By the way, I don't mind you posting about this issue! I know how totally awful it can be to have noisy neighbors and it can take a loooong time to find a house. good luck.

Message edited 9/13/2007 10:56:53 AM.

Posted 9/13/07 10:56 AM
 

Blu-ize
Plan B is Now Plan A

Member since 7/05

32475 total posts

Name:
Susan

Re: What would you do if you were me?

get out of the situation..soon.

Posted 9/13/07 11:20 AM
 

BlondeJD
LIF Adult

Member since 10/06

1068 total posts

Name:
Me!!!

Re: What would you do if you were me?

Posted by Chai77

I agree with those who said to let them use the balcony. I'd make sure I locked up/hid my valuables, but I think it can only help to be nice to them. Maybe then they would realize you are real people who have to listen to their noise. They would see the baby's room and maybe feel bad next time and shut up.

By the way, I don't mind you posting about this issue! I know how totally awful it can be to have noisy neighbors and it can take a loooong time to find a house. good luck.



ITA. It might inspire some goodwill and, hopefully, they'll be more responsive/considerate about about the noise. If not, at least you can know that you did the right thing.

Posted 9/13/07 11:24 AM
 

Bluepixie
Mamarazzi

Member since 6/07

2618 total posts

Name:
Laura

Re: What would you do if you were me?

I know you're desperate to move. I don't think there is any doubt. But right now I think the best thing to do is to keep the living situation as plesant as possible and not give them any reason to be difficult. If you're home (or DH is home) I think you could let them use the balcony if it came to that. Although you're still ahead of yourself now. You don't know if they're even going to NEED to use the balcony.. So just try to stay calm and focus on Milani.

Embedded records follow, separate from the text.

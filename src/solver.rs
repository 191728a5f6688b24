use std::sync::atomic::Ordering;
use std::sync::Arc;
use std::time::Duration;

use solver_api::{FeedbackRequest, SolverApiClient, SolverApiConfig};

use crate::reveal::CancelSignal;

/// Stable solver identifiers used by startup selection.
pub const DEFAULT_SOLVER_ID: &str = "http";
pub const MOCK_SOLVER_ID: &str = "mock";

pub const SOLVER_ENV_VAR: &str = "MATH_CHAT_SOLVER";
pub const BASE_URL_ENV_VAR: &str = "MATH_CHAT_BASE_URL";
pub const TIMEOUT_ENV_VAR: &str = "MATH_CHAT_TIMEOUT_SEC";

/// Backend-neutral solve result with steps already normalized.
#[derive(Debug, Clone, PartialEq)]
pub struct SolveReply {
    pub answer: String,
    pub steps: Vec<String>,
    pub solution: Option<String>,
    pub confidence: Option<f64>,
}

/// Seam between the session runtime and the remote solving service.
pub trait SolverBackend: Send + Sync + 'static {
    /// Resolves one question to a structured reply.
    fn solve(&self, question: &str, cancel: CancelSignal) -> Result<SolveReply, String>;

    /// Relays one rating; callers treat failures as log-only.
    fn send_feedback(
        &self,
        question: &str,
        answer: &str,
        rating: u8,
        comment: &str,
    ) -> Result<(), String>;
}

/// `SolverBackend` over the HTTP transport client.
///
/// Each call bridges into the async client through a fresh
/// current-thread tokio runtime, keeping the engine side synchronous.
pub struct HttpSolver {
    client: SolverApiClient,
}

impl HttpSolver {
    pub fn new(config: SolverApiConfig) -> Result<Self, String> {
        let client = SolverApiClient::new(config)
            .map_err(|error| format!("Failed to initialize solver transport: {error}"))?;
        Ok(Self { client })
    }

    fn block_on<F>(&self, future: F) -> Result<F::Output, String>
    where
        F: std::future::Future,
    {
        let runtime = tokio::runtime::Builder::new_current_thread()
            .enable_all()
            .build()
            .map_err(|error| format!("failed to initialize tokio runtime: {error}"))?;

        Ok(runtime.block_on(future))
    }
}

impl SolverBackend for HttpSolver {
    fn solve(&self, question: &str, cancel: CancelSignal) -> Result<SolveReply, String> {
        let response = self
            .block_on(self.client.solve(question, Some(&cancel)))?
            .map_err(|error| error.to_string())?;

        Ok(SolveReply {
            answer: response.answer.clone(),
            steps: response.normalized_steps(),
            solution: response.normalized_solution(),
            confidence: response.confidence,
        })
    }

    fn send_feedback(
        &self,
        question: &str,
        answer: &str,
        rating: u8,
        comment: &str,
    ) -> Result<(), String> {
        let feedback = FeedbackRequest {
            question: question.to_string(),
            answer: answer.to_string(),
            rating,
            comment: comment.to_string(),
        };

        self.block_on(self.client.send_feedback(&feedback, None))?
            .map(|_| ())
            .map_err(|error| error.to_string())
    }
}

/// Deterministic offline backend for demos and flow tests.
#[derive(Debug, Clone)]
pub struct MockSolver {
    reply: SolveReply,
    delay: Duration,
}

impl MockSolver {
    #[must_use]
    pub fn with_reply(reply: SolveReply) -> Self {
        Self {
            reply,
            delay: Duration::ZERO,
        }
    }

    #[must_use]
    pub fn with_delay(mut self, delay: Duration) -> Self {
        self.delay = delay;
        self
    }
}

impl Default for MockSolver {
    fn default() -> Self {
        Self::with_reply(SolveReply {
            answer: "✅ Final Answer: [4]".to_string(),
            steps: vec!["Add 2 and 2".to_string(), "Result is 4".to_string()],
            solution: Some("4".to_string()),
            confidence: Some(1.0),
        })
        .with_delay(Duration::from_millis(200))
    }
}

impl SolverBackend for MockSolver {
    fn solve(&self, _question: &str, cancel: CancelSignal) -> Result<SolveReply, String> {
        std::thread::sleep(self.delay);
        if cancel.load(Ordering::SeqCst) {
            return Err("solve cancelled".to_string());
        }

        Ok(self.reply.clone())
    }

    fn send_feedback(
        &self,
        _question: &str,
        _answer: &str,
        _rating: u8,
        _comment: &str,
    ) -> Result<(), String> {
        Ok(())
    }
}

pub fn solver_from_env() -> Result<Arc<dyn SolverBackend>, String> {
    let solver_id = std::env::var(SOLVER_ENV_VAR)
        .ok()
        .map(|value| value.trim().to_string())
        .filter(|value| !value.is_empty());

    solver_for_id(solver_id.as_deref().unwrap_or(DEFAULT_SOLVER_ID))
}

pub fn solver_for_id(solver_id: &str) -> Result<Arc<dyn SolverBackend>, String> {
    match solver_id {
        DEFAULT_SOLVER_ID => Ok(Arc::new(HttpSolver::new(config_from_env()?)?)),
        MOCK_SOLVER_ID => Ok(Arc::new(MockSolver::default())),
        unknown => Err(format!(
            "Unsupported solver '{unknown}'. Available solvers: {DEFAULT_SOLVER_ID}, {MOCK_SOLVER_ID}"
        )),
    }
}

fn config_from_env() -> Result<SolverApiConfig, String> {
    let mut config = SolverApiConfig::default();

    if let Some(base_url) = std::env::var(BASE_URL_ENV_VAR)
        .ok()
        .map(|value| value.trim().to_string())
        .filter(|value| !value.is_empty())
    {
        config = config.with_base_url(base_url);
    }

    if let Ok(raw) = std::env::var(TIMEOUT_ENV_VAR) {
        let seconds: u64 = raw
            .trim()
            .parse()
            .map_err(|_| format!("{TIMEOUT_ENV_VAR} must be a positive integer, got '{raw}'"))?;
        if seconds == 0 {
            return Err(format!("{TIMEOUT_ENV_VAR} must be greater than zero"));
        }
        config = config.with_timeout(Duration::from_secs(seconds));
    }

    Ok(config)
}

#[cfg(test)]
mod tests {
    use std::sync::atomic::AtomicBool;
    use std::sync::Arc;

    use super::{solver_for_id, MockSolver, SolverBackend};

    #[test]
    fn solver_for_id_supports_mock() {
        let solver = solver_for_id("mock").expect("mock solver should resolve");
        let cancel = Arc::new(AtomicBool::new(false));
        let reply = solver.solve("2+2", cancel).expect("mock solve succeeds");

        assert_eq!(reply.answer, "✅ Final Answer: [4]");
    }

    #[test]
    fn solver_for_id_rejects_unknown_solver() {
        let error = match solver_for_id("custom") {
            Ok(_) => panic!("unknown solvers should fail"),
            Err(error) => error,
        };

        assert!(error.contains("Unsupported solver 'custom'"));
    }

    #[test]
    fn cancelled_mock_solve_reports_an_error() {
        let solver = MockSolver::default().with_delay(std::time::Duration::ZERO);
        let cancel = Arc::new(AtomicBool::new(true));

        assert!(solver.solve("2+2", cancel).is_err());
    }
}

Again, I agree that buying a house in this market is extremely tough with no $ down. Without amazing credit, you're looking at a HUGE mortgage payment and it's alot to put on yourselves. I know you don't want to move again unless it's into a house but sometimes moving somewhere temporary and cheaper (and QUIETER!!) is better so that you can save a little for a down payment. And who knows? 6-12 months from now you could be in a little better shape to comfortably purchase a home and feel secure about buying..

Posted 9/13/07 11:45 AM
 

Jesaroo
is not the girl you knew

Member since 5/05

14266 total posts

Name:
Jes

Re: What would you do if you were me?

- i think it was big of him to apologize

-he was only inviting you to be polite, im sure he doesnt really want you there, its only the proper thing to do

-i wouldnt let them use your balcony. you can get around that quite easily by pretending not to be home

i was originally going to say that it would be kind and neighborly letting tehm use the balcony, since YOU had to do it as well and you know the stress that comes along with it... BUT then i thought to myself, i would not let my neighbor in my apartment

Message edited 9/13/2007 12:21:53 PM.